The line containing "self.ring.is_empty()" and every line after it, through the last line of the records, are to be transcribed exactly, and nothing else.

Data records -
"""

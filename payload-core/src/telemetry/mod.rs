//! Telemetry event catalog and fixed-capacity history ring.
//!
//! The sequencer records every phase change, output write, sequence outcome,
//! and collaborator fault here instead of logging directly. Firmware drains
//! the ring into defmt; the emulator prints it to the console. Event kinds
//! encode to compact numeric codes so they can cross a diagnostics link.

use core::{fmt, time::Duration};

use heapless::HistoryBuf;

use crate::actuation::SequenceOutcome;
use crate::events::EventSourceError;
use crate::records::StorageWriteError;
use crate::sampling::{SensorChannel, SensorReadError};
use crate::sequencer::{MissionPhase, TransitionCause};
use crate::sequences::{ActuationKind, ActuatorId, OutputLevel};

/// Identifier used when tracking emitted telemetry events.
pub type EventId = u32;

/// Total number of telemetry entries retained in memory.
pub const TELEMETRY_RING_CAPACITY: usize = 128;

/// Discriminated telemetry events.
#[derive(Copy, Clone, Debug, Eq, PartialEq)]
pub enum TelemetryEventKind {
    PhaseEntered(MissionPhase),
    ActuatorDriven(ActuatorId, OutputLevel),
    SequenceStarted(ActuationKind),
    SequenceFinished(ActuationKind),
    SequenceAborted(ActuationKind),
    /// A request was refused because the slot was already busy.
    SequenceSkipped(ActuationKind),
    SensorFault(SensorChannel),
    StorageFault,
    RecordsDropped,
    EventSourceFault,
    Custom(u16),
}

impl fmt::Display for TelemetryEventKind {
    fn fmt(&self, f: &mut fmt::Formatter<'_>) -> fmt::Result {
        match self {
            TelemetryEventKind::PhaseEntered(phase) => write!(f, "phase-entered {phase}"),
            TelemetryEventKind::ActuatorDriven(id, level) => {
                write!(f, "actuator-driven {id}={level}")
            }
            TelemetryEventKind::SequenceStarted(kind) => write!(f, "sequence-started {kind}"),
            TelemetryEventKind::SequenceFinished(kind) => write!(f, "sequence-finished {kind}"),
            TelemetryEventKind::SequenceAborted(kind) => write!(f, "sequence-aborted {kind}"),
            TelemetryEventKind::SequenceSkipped(kind) => write!(f, "sequence-skipped {kind}"),
            TelemetryEventKind::SensorFault(channel) => write!(f, "sensor-fault {channel}"),
            TelemetryEventKind::StorageFault => f.write_str("storage-fault"),
            TelemetryEventKind::RecordsDropped => f.write_str("records-dropped"),
            TelemetryEventKind::EventSourceFault => f.write_str("event-source-fault"),
            TelemetryEventKind::Custom(code) => write!(f, "custom({code})"),
        }
    }
}

impl TelemetryEventKind {
    const PHASE_BASE: u16 = 0x0000;
    const ACTUATOR_BASE: u16 = 0x0010;
    const SEQUENCE_STARTED_BASE: u16 = 0x0020;
    const SEQUENCE_FINISHED_BASE: u16 = 0x0024;
    const SEQUENCE_ABORTED_BASE: u16 = 0x0028;
    const SEQUENCE_SKIPPED_BASE: u16 = 0x002C;
    const SENSOR_FAULT_BASE: u16 = 0x0030;
    const STORAGE_FAULT_CODE: u16 = 0x0040;
    const RECORDS_DROPPED_CODE: u16 = 0x0041;
    const EVENT_SOURCE_FAULT_CODE: u16 = 0x0042;

    /// Encodes the event into a compact transport-friendly discriminant.
    #[must_use]
    #[allow(clippy::cast_possible_truncation)]
    pub const fn to_raw(self) -> u16 {
        match self {
            TelemetryEventKind::PhaseEntered(phase) => Self::PHASE_BASE + phase.as_index(),
            TelemetryEventKind::ActuatorDriven(id, level) => {
                // Five outputs, two levels each: 0x10..0x1A.
                Self::ACTUATOR_BASE + (id.as_index() as u16) * 2 + level.as_bit()
            }
            TelemetryEventKind::SequenceStarted(kind) => {
                Self::SEQUENCE_STARTED_BASE + kind.as_index()
            }
            TelemetryEventKind::SequenceFinished(kind) => {
                Self::SEQUENCE_FINISHED_BASE + kind.as_index()
            }
            TelemetryEventKind::SequenceAborted(kind) => {
                Self::SEQUENCE_ABORTED_BASE + kind.as_index()
            }
            TelemetryEventKind::SequenceSkipped(kind) => {
                Self::SEQUENCE_SKIPPED_BASE + kind.as_index()
            }
            TelemetryEventKind::SensorFault(channel) => {
                Self::SENSOR_FAULT_BASE + channel.as_index()
            }
            TelemetryEventKind::StorageFault => Self::STORAGE_FAULT_CODE,
            TelemetryEventKind::RecordsDropped => Self::RECORDS_DROPPED_CODE,
            TelemetryEventKind::EventSourceFault => Self::EVENT_SOURCE_FAULT_CODE,
            TelemetryEventKind::Custom(code) => code,
        }
    }

    /// Decodes a raw discriminant, falling back to [`TelemetryEventKind::Custom`].
    #[must_use]
    pub fn from_raw(code: u16) -> Self {
        let decoded = match code {
            Self::STORAGE_FAULT_CODE => Some(TelemetryEventKind::StorageFault),
            Self::RECORDS_DROPPED_CODE => Some(TelemetryEventKind::RecordsDropped),
            Self::EVENT_SOURCE_FAULT_CODE => Some(TelemetryEventKind::EventSourceFault),
            value if (Self::PHASE_BASE..Self::ACTUATOR_BASE).contains(&value) => {
                MissionPhase::from_index(value - Self::PHASE_BASE)
                    .map(TelemetryEventKind::PhaseEntered)
            }
            value if (Self::ACTUATOR_BASE..Self::SEQUENCE_STARTED_BASE).contains(&value) => {
                let offset = value - Self::ACTUATOR_BASE;
                ActuatorId::from_index(usize::from(offset / 2)).map(|id| {
                    TelemetryEventKind::ActuatorDriven(id, OutputLevel::from_bool(offset % 2 == 1))
                })
            }
            value
                if (Self::SEQUENCE_STARTED_BASE..Self::SEQUENCE_FINISHED_BASE).contains(&value) =>
            {
                ActuationKind::from_index(value - Self::SEQUENCE_STARTED_BASE)
                    .map(TelemetryEventKind::SequenceStarted)
            }
            value
                if (Self::SEQUENCE_FINISHED_BASE..Self::SEQUENCE_ABORTED_BASE).contains(&value) =>
            {
                ActuationKind::from_index(value - Self::SEQUENCE_FINISHED_BASE)
                    .map(TelemetryEventKind::SequenceFinished)
            }
            value
                if (Self::SEQUENCE_ABORTED_BASE..Self::SEQUENCE_SKIPPED_BASE).contains(&value) =>
            {
                ActuationKind::from_index(value - Self::SEQUENCE_ABORTED_BASE)
                    .map(TelemetryEventKind::SequenceAborted)
            }
            value if (Self::SEQUENCE_SKIPPED_BASE..Self::SENSOR_FAULT_BASE).contains(&value) => {
                ActuationKind::from_index(value - Self::SEQUENCE_SKIPPED_BASE)
                    .map(TelemetryEventKind::SequenceSkipped)
            }
            value if (Self::SENSOR_FAULT_BASE..Self::STORAGE_FAULT_CODE).contains(&value) => {
                SensorChannel::from_index(value - Self::SENSOR_FAULT_BASE)
                    .map(TelemetryEventKind::SensorFault)
            }
            _ => None,
        };
        decoded.unwrap_or(TelemetryEventKind::Custom(code))
    }
}

/// Payloads carried alongside telemetry events.
#[derive(Copy, Clone, Debug, PartialEq, Eq)]
pub enum TelemetryPayload {
    /// No additional metadata accompanies the event.
    None,
    /// Why a phase transition fired.
    Transition(TransitionCause),
    /// Position of an output write within its sequence.
    Step(StepTelemetry),
    /// Summary of a finished or aborted sequence.
    Sequence(SequenceTelemetry),
    Sensor(SensorReadError),
    Storage(StorageTelemetry),
    EventSource(EventSourceError),
}

#[derive(Copy, Clone, Debug, PartialEq, Eq)]
pub struct StepTelemetry {
    /// Hold time accumulated before this write.
    pub offset: Duration,
}

impl StepTelemetry {
    #[must_use]
    pub const fn new(offset: Duration) -> Self {
        Self { offset }
    }
}

#[derive(Copy, Clone, Debug, PartialEq, Eq)]
pub struct SequenceTelemetry {
    pub outcome: SequenceOutcome,
    pub duration: Duration,
}

impl SequenceTelemetry {
    #[must_use]
    pub const fn new(outcome: SequenceOutcome, duration: Duration) -> Self {
        Self { outcome, duration }
    }
}

#[derive(Copy, Clone, Debug, PartialEq, Eq)]
pub struct StorageTelemetry {
    pub error: StorageWriteError,
    /// Records waiting in the journal backlog after this failure.
    pub backlog: u8,
    /// Total records lost so far.
    pub lost: u32,
}

impl StorageTelemetry {
    #[must_use]
    pub fn new(error: StorageWriteError, backlog: usize, lost: u32) -> Self {
        Self {
            error,
            backlog: truncate_depth(backlog),
            lost,
        }
    }
}

/// Telemetry record stored in the ring buffer.
#[derive(Copy, Clone, Debug, PartialEq, Eq)]
pub struct TelemetryRecord {
    pub id: EventId,
    /// Mission time the event occurred.
    pub timestamp: Duration,
    pub event: TelemetryEventKind,
    pub details: TelemetryPayload,
}

/// Telemetry ring buffer type alias.
pub type TelemetryRing<const CAPACITY: usize = TELEMETRY_RING_CAPACITY> =
    HistoryBuf<TelemetryRecord, CAPACITY>;

/// Records telemetry events into a fixed-size ring buffer.
pub struct TelemetryRecorder<const CAPACITY: usize = TELEMETRY_RING_CAPACITY> {
    ring: TelemetryRing<CAPACITY>,
    next_event_id: EventId,
}

impl<const CAPACITY: usize> TelemetryRecorder<CAPACITY> {
    /// Creates a new telemetry recorder with an empty history.
    #[must_use]
    pub const fn new() -> Self {
        Self {
            ring: HistoryBuf::new(),
            next_event_id: 0,
        }
    }

    /// Returns an iterator over the recorded telemetry in chronological order.
    pub fn oldest_first(&self) -> impl Iterator<Item = &TelemetryRecord> + '_ {
        self.ring.oldest_ordered()
    }

    /// Records with an id at or after `cursor`, oldest first.
    ///
    /// Callers keep [`TelemetryRecorder::next_event_id`] as the cursor to
    /// drain only what is new since their last visit.
    pub fn since(&self, cursor: EventId) -> impl Iterator<Item = &TelemetryRecord> + '_ {
        self.oldest_first().filter(move |record| record.id >= cursor)
    }

    /// Returns the most recent telemetry record, if available.
    pub fn latest(&self) -> Option<&TelemetryRecord> {
        self.ring.recent()
    }

    /// Returns the number of records currently stored.
    pub fn len(&self) -> usize {
        self.ring.len()
    }

    /// Returns `true` when no telemetry records are stored.
    pub fn is_empty(&self) -> bool {
        self.ring.is_empty()
    }

    /// Id the next recorded event will receive.
    pub const fn next_event_id(&self) -> EventId {
        self.next_event_id
    }

    /// Counts stored records matching `event`.
    pub fn count(&self, event: TelemetryEventKind) -> usize {
        self.oldest_first()
            .filter(|record| record.event == event)
            .count()
    }

    /// Records an arbitrary telemetry event with the supplied payload.
    pub fn record(
        &mut self,
        event: TelemetryEventKind,
        payload: TelemetryPayload,
        timestamp: Duration,
    ) -> EventId {
        let id = self.next_event_id;
        self.next_event_id = self.next_event_id.wrapping_add(1);

        self.ring.write(TelemetryRecord {
            id,
            timestamp,
            event,
            details: payload,
        });

        id
    }
}

impl<const CAPACITY: usize> Default for TelemetryRecorder<CAPACITY> {
    fn default() -> Self {
        Self::new()
    }
}

fn truncate_depth(depth: usize) -> u8 {
    u8::try_from(depth).unwrap_or(u8::MAX)
}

"""

Solution to the problem -
        self.ring.is_empty()
    }

    /// Id the next recorded event will receive.
    pub const fn next_event_id(&self) -> EventId {
        self.next_event_id
    }

    /// Counts stored records matching `event`.
    pub fn count(&self, event: TelemetryEventKind) -> usize {
        self.oldest_first()
            .filter(|record| record.event == event)
            .count()
    }

    /// Records an arbitrary telemetry event with the supplied payload.
    pub fn record(
        &mut self,
        event: TelemetryEventKind,
        payload: TelemetryPayload,
        timestamp: Duration,
    ) -> EventId {
        let id = self.next_event_id;
        self.next_event_id = self.next_event_id.wrapping_add(1);

        self.ring.write(TelemetryRecord {
            id,
            timestamp,
            event,
            details: payload,
        });

        id
    }
}

impl<const CAPACITY: usize> Default for TelemetryRecorder<CAPACITY> {
    fn default() -> Self {
        Self::new()
    }
}

fn truncate_depth(depth: usize) -> u8 {
    u8::try_from(depth).unwrap_or(u8::MAX)
}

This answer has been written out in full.